§ Problem statement: Repeat only the lines below from the one containing "use std::path::Path;" through the one containing "pub struct ConfigWarning", inclusive, exactly as written.

§ Saved data entries:
------------------------------------------------------------

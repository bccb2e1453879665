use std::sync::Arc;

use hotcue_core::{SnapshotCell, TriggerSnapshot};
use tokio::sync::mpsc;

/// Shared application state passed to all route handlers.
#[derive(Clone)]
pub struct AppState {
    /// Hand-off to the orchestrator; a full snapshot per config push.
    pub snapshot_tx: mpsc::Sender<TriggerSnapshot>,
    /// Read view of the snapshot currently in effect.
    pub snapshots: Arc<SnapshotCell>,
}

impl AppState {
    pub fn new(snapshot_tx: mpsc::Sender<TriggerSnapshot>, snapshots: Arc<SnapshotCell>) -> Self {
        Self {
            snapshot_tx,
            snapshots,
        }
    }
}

------------------------------------------------------------

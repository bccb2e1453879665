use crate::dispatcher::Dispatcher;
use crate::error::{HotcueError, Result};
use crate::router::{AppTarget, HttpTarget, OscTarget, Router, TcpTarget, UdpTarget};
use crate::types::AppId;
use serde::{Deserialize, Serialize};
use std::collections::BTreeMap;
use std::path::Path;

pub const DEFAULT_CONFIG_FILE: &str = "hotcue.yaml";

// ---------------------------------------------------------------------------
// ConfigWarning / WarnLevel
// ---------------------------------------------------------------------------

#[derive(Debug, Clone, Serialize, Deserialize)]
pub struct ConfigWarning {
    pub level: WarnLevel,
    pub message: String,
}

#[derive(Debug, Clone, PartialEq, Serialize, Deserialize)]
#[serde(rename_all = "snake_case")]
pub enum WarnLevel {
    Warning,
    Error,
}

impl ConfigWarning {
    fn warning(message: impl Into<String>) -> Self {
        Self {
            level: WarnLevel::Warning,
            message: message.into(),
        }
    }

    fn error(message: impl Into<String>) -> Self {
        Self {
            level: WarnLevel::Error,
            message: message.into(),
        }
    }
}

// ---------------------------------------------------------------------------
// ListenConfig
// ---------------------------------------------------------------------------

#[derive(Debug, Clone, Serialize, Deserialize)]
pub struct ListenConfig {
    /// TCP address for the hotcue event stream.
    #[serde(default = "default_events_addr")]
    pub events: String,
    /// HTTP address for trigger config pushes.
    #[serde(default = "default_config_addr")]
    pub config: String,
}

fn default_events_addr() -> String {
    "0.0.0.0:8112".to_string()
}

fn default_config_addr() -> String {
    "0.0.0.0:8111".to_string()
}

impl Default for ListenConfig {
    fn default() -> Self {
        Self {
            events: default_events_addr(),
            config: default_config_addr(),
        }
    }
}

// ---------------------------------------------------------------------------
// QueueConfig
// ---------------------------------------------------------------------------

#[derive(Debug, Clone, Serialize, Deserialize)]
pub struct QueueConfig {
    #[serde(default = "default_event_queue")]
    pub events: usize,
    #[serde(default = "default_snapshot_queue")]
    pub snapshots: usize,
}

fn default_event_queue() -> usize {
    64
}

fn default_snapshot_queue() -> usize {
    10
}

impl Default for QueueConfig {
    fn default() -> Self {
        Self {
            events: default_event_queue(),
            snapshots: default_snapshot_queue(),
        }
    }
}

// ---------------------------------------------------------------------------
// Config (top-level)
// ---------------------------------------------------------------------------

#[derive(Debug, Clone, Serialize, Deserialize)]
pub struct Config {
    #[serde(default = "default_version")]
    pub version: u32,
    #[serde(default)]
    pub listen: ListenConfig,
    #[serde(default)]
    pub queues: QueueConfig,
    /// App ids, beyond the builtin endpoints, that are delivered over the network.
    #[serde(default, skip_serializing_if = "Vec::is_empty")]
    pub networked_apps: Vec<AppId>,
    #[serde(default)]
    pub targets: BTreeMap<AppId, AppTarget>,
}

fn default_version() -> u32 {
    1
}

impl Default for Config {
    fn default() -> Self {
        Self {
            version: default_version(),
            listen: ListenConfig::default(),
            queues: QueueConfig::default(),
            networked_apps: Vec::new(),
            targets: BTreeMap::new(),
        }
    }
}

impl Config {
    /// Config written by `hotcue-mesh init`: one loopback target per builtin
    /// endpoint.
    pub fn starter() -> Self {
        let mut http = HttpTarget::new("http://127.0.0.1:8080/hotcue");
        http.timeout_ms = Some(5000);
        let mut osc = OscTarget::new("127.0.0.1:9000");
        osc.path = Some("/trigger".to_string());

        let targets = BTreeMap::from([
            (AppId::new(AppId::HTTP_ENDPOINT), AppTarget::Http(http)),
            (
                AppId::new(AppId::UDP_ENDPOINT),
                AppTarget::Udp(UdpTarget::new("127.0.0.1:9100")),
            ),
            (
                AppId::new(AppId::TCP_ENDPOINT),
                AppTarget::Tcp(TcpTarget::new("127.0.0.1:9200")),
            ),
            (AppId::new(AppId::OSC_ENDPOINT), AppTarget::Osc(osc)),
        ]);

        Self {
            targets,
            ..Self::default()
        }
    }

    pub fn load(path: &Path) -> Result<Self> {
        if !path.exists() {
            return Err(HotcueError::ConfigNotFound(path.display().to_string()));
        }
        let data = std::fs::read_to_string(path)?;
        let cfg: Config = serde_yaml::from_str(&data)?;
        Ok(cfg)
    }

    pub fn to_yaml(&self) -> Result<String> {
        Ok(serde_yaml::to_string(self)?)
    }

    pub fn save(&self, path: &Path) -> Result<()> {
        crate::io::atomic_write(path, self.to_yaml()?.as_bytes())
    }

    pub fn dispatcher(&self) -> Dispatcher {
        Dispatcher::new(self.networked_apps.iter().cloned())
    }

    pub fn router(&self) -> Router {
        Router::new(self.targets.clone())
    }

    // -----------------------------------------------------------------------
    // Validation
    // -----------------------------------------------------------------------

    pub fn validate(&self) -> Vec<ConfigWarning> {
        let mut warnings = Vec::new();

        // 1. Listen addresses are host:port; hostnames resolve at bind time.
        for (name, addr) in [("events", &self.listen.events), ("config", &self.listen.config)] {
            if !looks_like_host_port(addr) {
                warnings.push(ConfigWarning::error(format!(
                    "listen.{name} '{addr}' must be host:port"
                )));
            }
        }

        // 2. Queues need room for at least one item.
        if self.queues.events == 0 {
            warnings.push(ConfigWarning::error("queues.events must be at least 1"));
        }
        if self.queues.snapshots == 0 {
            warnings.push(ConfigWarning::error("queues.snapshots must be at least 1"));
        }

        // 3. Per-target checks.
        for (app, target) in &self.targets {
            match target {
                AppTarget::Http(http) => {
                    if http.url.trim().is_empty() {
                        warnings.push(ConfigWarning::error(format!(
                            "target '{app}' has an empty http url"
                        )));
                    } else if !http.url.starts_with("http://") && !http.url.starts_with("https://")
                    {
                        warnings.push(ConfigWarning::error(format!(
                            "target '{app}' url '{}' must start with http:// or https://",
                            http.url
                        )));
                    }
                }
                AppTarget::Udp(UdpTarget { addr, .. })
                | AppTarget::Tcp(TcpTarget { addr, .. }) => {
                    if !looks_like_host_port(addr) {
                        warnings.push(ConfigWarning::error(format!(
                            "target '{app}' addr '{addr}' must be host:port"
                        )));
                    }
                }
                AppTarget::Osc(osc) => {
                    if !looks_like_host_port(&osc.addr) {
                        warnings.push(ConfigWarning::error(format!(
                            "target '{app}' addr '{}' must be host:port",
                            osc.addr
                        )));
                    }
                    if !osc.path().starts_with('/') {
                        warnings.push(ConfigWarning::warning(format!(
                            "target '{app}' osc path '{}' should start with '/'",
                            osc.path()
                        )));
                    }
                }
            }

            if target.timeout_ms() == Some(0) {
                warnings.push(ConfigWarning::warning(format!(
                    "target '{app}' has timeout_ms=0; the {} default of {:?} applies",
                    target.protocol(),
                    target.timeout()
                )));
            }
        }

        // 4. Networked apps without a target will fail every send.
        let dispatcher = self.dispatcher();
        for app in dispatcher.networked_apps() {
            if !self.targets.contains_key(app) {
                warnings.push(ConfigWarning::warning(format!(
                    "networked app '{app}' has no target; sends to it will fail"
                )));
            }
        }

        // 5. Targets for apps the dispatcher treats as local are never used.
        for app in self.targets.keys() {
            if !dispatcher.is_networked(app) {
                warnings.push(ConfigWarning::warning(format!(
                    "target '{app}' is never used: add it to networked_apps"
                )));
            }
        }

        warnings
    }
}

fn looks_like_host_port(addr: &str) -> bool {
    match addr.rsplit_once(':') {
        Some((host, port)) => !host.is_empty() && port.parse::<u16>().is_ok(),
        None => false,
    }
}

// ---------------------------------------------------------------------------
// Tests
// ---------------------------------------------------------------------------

------------------------------------------------------------

§ Solution to this problem:
use std::path::Path;

pub const DEFAULT_CONFIG_FILE: &str = "hotcue.yaml";

// ---------------------------------------------------------------------------
// ConfigWarning / WarnLevel
// ---------------------------------------------------------------------------

#[derive(Debug, Clone, Serialize, Deserialize)]
pub struct ConfigWarning {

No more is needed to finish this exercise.